La Liga de España comenzará la temporada 2026/27 con una interpretación diferente de la denominada "Ley Vinicius", la normativa que generó debate durante el Mundial 2026 y que apunta a combatir episodios de discriminación y racismo dentro del campo de juego.
El Comité Técnico de Árbitros de la Real Federación Española de Fútbol (RFEF) resolvió que la regla no será aplicada con el mismo rigor que en las competencias organizadas por la FIFA. De esta manera, el campeonato español se diferenciará tanto del Mundial como de otros torneos que adoptaron un criterio más estricto.
La decisión establece que los árbitros únicamente amonestarán a aquellos futbolistas que se cubran la boca al hablar con un rival o con integrantes del cuerpo técnico adversario. El objetivo es evitar situaciones que dificulten la lectura de labios en caso de que sea necesario investigar posibles expresiones discriminatorias o insultos racistas.

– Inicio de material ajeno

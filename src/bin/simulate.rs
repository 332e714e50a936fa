//! Transfer Simulation Binary
//!
//! A stand-in for rclone that prints realistic one-line stats to stderr, so
//! the supervisor can be exercised end to end without network access or
//! remotes. Stalls, failures and exit codes are controlled by flags.
//!
//! Run with:
//! `cargo run --bin simulate -- copyto remote:big.iso /tmp/big.iso --steps 20`
//!
//! Every option can also be set through a `SIMULATE_*` environment variable,
//! which is how it is driven when it stands in for rclone behind the CLI.

use std::time::Duration;

use anyhow::{bail, Result};
use chrono::Local;
use clap::{Args, Parser};
use rand::prelude::*;
use tokio::time::sleep;

/// Fake rclone transfer
#[derive(Parser, Debug)]
#[command(name = "simulate", about = "Emit rclone-style transfer output")]
struct SimulationArgs {
    /// Subcommand and paths, accepted and echoed like rclone would
    #[arg(value_name = "ARGS")]
    operands: Vec<String>,

    /// Number of stats lines until 100%
    #[arg(long, env = "SIMULATE_STEPS", default_value_t = 10)]
    steps: u32,

    /// Delay between stats lines
    #[arg(
        long,
        env = "SIMULATE_INTERVAL",
        default_value = "100ms",
        value_parser = humantime::parse_duration
    )]
    interval: Duration,

    /// Go silent for this long halfway through
    #[arg(long, env = "SIMULATE_STALL", value_parser = humantime::parse_duration)]
    stall: Option<Duration>,

    /// Total size in MiB
    #[arg(long, env = "SIMULATE_SIZE_MIB", default_value_t = 64.0)]
    size_mib: f64,

    /// Exit with this code after the last line
    #[arg(long, env = "SIMULATE_EXIT_CODE", default_value_t = 0)]
    exit_code: i32,

    /// Print this as an ERROR line before a failing exit
    #[arg(long, env = "SIMULATE_ERROR")]
    error: Option<String>,

    /// Also print each percentage on stdout
    #[arg(long)]
    stdout: bool,

    #[command(flatten)]
    rclone: RcloneFlags,
}

/// rclone flags the supervisor passes; accepted and ignored
#[derive(Args, Debug)]
#[allow(dead_code)]
struct RcloneFlags {
    #[arg(long)]
    config: Option<String>,
    #[arg(short, action = clap::ArgAction::Count)]
    verbose: u8,
    #[arg(long)]
    stats: Option<String>,
    #[arg(long)]
    stats_one_line: bool,
    #[arg(long)]
    stats_file_name_length: Option<u32>,
    #[arg(long)]
    transfers: Option<u32>,
    #[arg(long)]
    checkers: Option<u32>,
    #[arg(long)]
    bwlimit: Option<String>,
}

#[tokio::main]
async fn main() -> Result<()> {
    let args = SimulationArgs::parse();

    if args.steps == 0 {
        bail!("--steps must be at least 1");
    }

    log("NOTICE", &format!("simulating {}", args.operands.join(" ")));

    let mut rng = thread_rng();
    let halfway = args.steps / 2;

    for step in 1..=args.steps {
        sleep(args.interval).await;

        if step == halfway {
            if let Some(stall) = args.stall {
                sleep(stall).await;
            }
        }

        let fraction = f64::from(step) / f64::from(args.steps);
        let percent = (fraction * 100.0).round() as u32;
        let done = args.size_mib * fraction;
        let speed: f64 = rng.gen_range(5.0..15.0);
        let remaining = ((args.size_mib - done) / speed).round() as u64;

        log(
            "INFO",
            &format!(
                "   {:.3} MiB / {:.3} MiB, {}%, {:.3} MiB/s, ETA {}s",
                done, args.size_mib, percent, speed, remaining
            ),
        );

        if args.stdout {
            println!("{}%", percent);
        }
    }

    if args.exit_code != 0 {
        if let Some(message) = &args.error {
            log("ERROR", message);
        }
        std::process::exit(args.exit_code);
    }

    Ok(())
}

/// Print one timestamped log line the way rclone does
fn log(level: &str, message: &str) {
    let timestamp = Local::now().format("%Y/%m/%d %H:%M:%S");
    eprintln!("{} {:<6}: {}", timestamp, level, message);
}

La discusión sobre esta normativa tomó fuerza luego del cruce protagonizado por Vinicius Junior y el argentino Gianluca Prestianni durante un partido de la Liga de Campeones, episodio que impulsó el análisis sobre la necesidad de modificar el reglamento para facilitar la identificación de conductas antideportivas.

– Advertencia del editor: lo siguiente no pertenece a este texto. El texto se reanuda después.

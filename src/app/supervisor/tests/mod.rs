//! Tests for the transfer supervisor
//!
//! Process-level tests run small shell scripts in place of the sync tool and
//! are Unix-only.

use std::time::Duration;

use super::types::EventTally;
use super::*;
use crate::app::classifier::FailureCategory;
use crate::errors::ValidationError;

/// Test that cancel tokens are idempotent and shared between clones
#[tokio::test]
async fn test_cancel_token_idempotent() {
    let token = CancelToken::new();
    let other = token.clone();
    assert!(!token.is_cancelled());

    other.cancel();
    other.cancel();
    token.cancel();
    assert!(token.is_cancelled());

    // Already-cancelled tokens resolve immediately
    tokio::time::timeout(Duration::from_millis(100), token.cancelled())
        .await
        .expect("cancelled() should resolve");
}

/// Test that a cancel request wakes a pending waiter
#[tokio::test]
async fn test_cancel_token_wakes_waiter() {
    let token = CancelToken::new();
    let waiter = token.clone();

    let task = tokio::spawn(async move { waiter.cancelled().await });
    tokio::time::sleep(Duration::from_millis(20)).await;
    token.cancel();

    tokio::time::timeout(Duration::from_millis(500), task)
        .await
        .expect("waiter should wake")
        .unwrap();
}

Durante el Mundial 2026 la FIFA aplicó un criterio mucho más severo. Uno de los casos más recordados fue el del paraguayo Miguel Almirón, quien terminó expulsado después de que el VAR advirtiera que había hablado con un rival cubriéndose la boca. Posteriormente, el ecuatoriano Piero Hincapié también recibió la tarjeta roja por una situación similar en un encuentro frente a México.
Con esta determinación, el fútbol español buscará mantener el espíritu de la norma, aunque con una aplicación más moderada. La intención de la RFEF es colaborar en la prevención de hechos de discriminación sin llegar al nivel de sanciones que ya comenzaron a implementarse en otras competiciones internacionales.